As of 2000, the gender distribution of the population was 50.8% male and 49.2% female. The age distribution, As of 2000, in Tinizong-Rona is; 47 people or 12.7% of the population are between 0 and 9 years old. 29 people or 7.9% are 10 to 14, and 8 people or 2.2% are 15 to 19. Of the adult population, 35 people or 9.5% of the population are between 20 and 29 years old. 45 people or 12.2% are 30 to 39, 63 people or 17.1% are 40 to 49, and 38 people or 10.3% are 50 to 59. The senior population distribution is 42 people or 11.4% of the population are between 60 and 69 years old, 38 people or 10.3% are 70 to 79, there are 19 people or 5.1% who are 80 to 89, and there are 5 people or 1.4% who are 90 to 99.

In the 2007 federal election the most popular party was the CVP which received 42.7% of the vote. The next three most popular parties were the SVP (26.9%), the SPS (18.1%) and the FDP (10.4%).

In Tinizong-Rona about 54.8% of the population (between age 25-64) have completed either non-mandatory upper secondary education or additional higher education (either university or a Fachhochschule).
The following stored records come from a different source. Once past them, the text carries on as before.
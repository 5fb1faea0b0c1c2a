/*
 * Responsibility
 * - tokio runtime 起動
 * - app::run() の呼び出し (ロジックは置かない)
 */
use anyhow::Result;

#[tokio::main]
async fn main() -> Result<()> {
    bearer_guard::app::run().await
}
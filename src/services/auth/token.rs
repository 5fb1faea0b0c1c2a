/*
 * Responsibility
 * - PreAuthToken: raw credential + (once verified) its claims, owned by one attempt
 * - AuthenticatedToken: the terminal success artifact (principal, raw credential, roles)
 *
 * Notes
 * - Claims can only be attached from inside the crate, by the guard, after a
 *   successful decode. Nothing outside can build a "verified" PreAuthToken.
 */
use std::collections::BTreeSet;
use std::fmt;

use crate::services::auth::claims::ClaimsPayload;
use crate::services::auth::principal::Principal;

/// A credential that was extracted but not yet resolved to a principal.
#[derive(Clone, PartialEq)]
pub struct PreAuthToken {
    raw_credential: String,
    claims: Option<ClaimsPayload>,
}

impl PreAuthToken {
    pub fn new(raw_credential: impl Into<String>) -> Self {
        Self {
            raw_credential: raw_credential.into(),
            claims: None,
        }
    }

    pub fn raw_credential(&self) -> &str {
        &self.raw_credential
    }

    /// Verified claims; `None` until decode succeeded.
    pub fn claims(&self) -> Option<&ClaimsPayload> {
        self.claims.as_ref()
    }

    pub fn is_verified(&self) -> bool {
        self.claims.is_some()
    }

    /// Attach verified claims. Happens exactly once per token.
    pub(crate) fn attach_claims(mut self, claims: ClaimsPayload) -> Self {
        debug_assert!(self.claims.is_none(), "claims attached twice");
        self.claims = Some(claims);
        self
    }
}

impl fmt::Debug for PreAuthToken {
    fn fmt(&self, f: &mut fmt::Formatter<'_>) -> fmt::Result {
        // The raw credential is a bearer secret; keep it out of logs.
        f.debug_struct("PreAuthToken")
            .field("raw_credential", &"[REDACTED]")
            .field("claims", &self.claims)
            .finish()
    }
}

/// Result of a successful authentication. Immutable.
#[derive(Clone, PartialEq, Eq)]
pub struct AuthenticatedToken {
    principal: Principal,
    raw_credential: String,
    authorization_attributes: BTreeSet<String>,
}

impl AuthenticatedToken {
    /// Carries the principal's roles as they were at resolution time.
    pub(crate) fn new(principal: Principal, raw_credential: String) -> Self {
        let authorization_attributes = principal.roles().clone();
        Self {
            principal,
            raw_credential,
            authorization_attributes,
        }
    }

    pub fn principal(&self) -> &Principal {
        &self.principal
    }

    pub fn identity(&self) -> &str {
        self.principal.identity()
    }

    /// The credential exactly as it was extracted from the request.
    pub fn raw_credential(&self) -> &str {
        &self.raw_credential
    }

    pub fn authorization_attributes(&self) -> &BTreeSet<String> {
        &self.authorization_attributes
    }

    pub fn has_attribute(&self, attribute: &str) -> bool {
        self.authorization_attributes.contains(attribute)
    }
}

impl fmt::Debug for AuthenticatedToken {
    fn fmt(&self, f: &mut fmt::Formatter<'_>) -> fmt::Result {
        f.debug_struct("AuthenticatedToken")
            .field("principal", &self.principal)
            .field("raw_credential", &"[REDACTED]")
            .field("authorization_attributes", &self.authorization_attributes)
            .finish()
    }
}
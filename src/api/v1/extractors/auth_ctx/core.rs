use axum::extract::FromRequestParts;
use axum::http::request::Parts;

use crate::error::AppError;
use crate::state::AppState;

use super::AuthCtx;

/// Handler で AuthCtx を受け取るための extractor
/// middleware が AuthCtx を request.extensions() に insert 済みである前提
/// 見つからない場合は 401 を返す (ミドルウェア未設定のルート)
pub struct AuthCtxExtractor(pub AuthCtx);

impl FromRequestParts<AppState> for AuthCtxExtractor {
    type Rejection = AppError;

    async fn from_request_parts(
        parts: &mut Parts,
        _state: &AppState,
    ) -> Result<Self, Self::Rejection> {
        parts
            .extensions
            .get::<AuthCtx>()
            .cloned()
            .map(AuthCtxExtractor)
            .ok_or(AppError::Unauthorized)
    }
}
Tinizong-Rona has an unemployment rate of 1.36%. As of 2005, there were 40 people employed in the primary economic sector and about 15 businesses involved in this sector. 60 people were employed in the secondary sector and there are 9 businesses in this sector. 19 people were employed in the tertiary sector, with 10 businesses in this sector.

The historical population is given in the following table:

| year | population |
|---|---|
| 1850 | 544 |
| 1900 | 496 |
| 1950 | 530 |
| 1960 | 470 |
| 1970 | 409 |
| 1980 | 332 |
| 1990 | 339 |
| 2000 | 369 |

==Languages==
Most of the population (As of 2000) speaks Rhaeto-Romance (50.1%), with German being second most common (38.8%) and Portuguese being third ( 4.9%). The official language of the municipality is the Surmiran dialect of the Romansh language.

Languages in Tinizong-Rona
| Languages | Census 1980 |  | Census 1990 |  | Census 2000 |  |
| Number | Percent | Number | Percent | Number | Percent |
| German | 57 | 17.17% | 95 | 28.02% | 143 | 38.75% |
| Romansh | 264 | 79.52% | 227 | 66.96% | 185 | 50.14% |
| Italian | 7 | 2.11% | 6 | 1.77% | 12 | 3.25% |
| Population | 332 | 100% | 339 | 100% | 369 | 100% |

==Heritage sites of national significance==
The Church of S. Plasch (St. Blasius) and the Chasa Cresta Nr. 5 are listed as Swiss heritage sites of national significance.

The church was first mentioned in 1180. In 1512 the side altars were rebuilt. In 1663 it was rebuilt from the original gothic style by the Capuchin friars.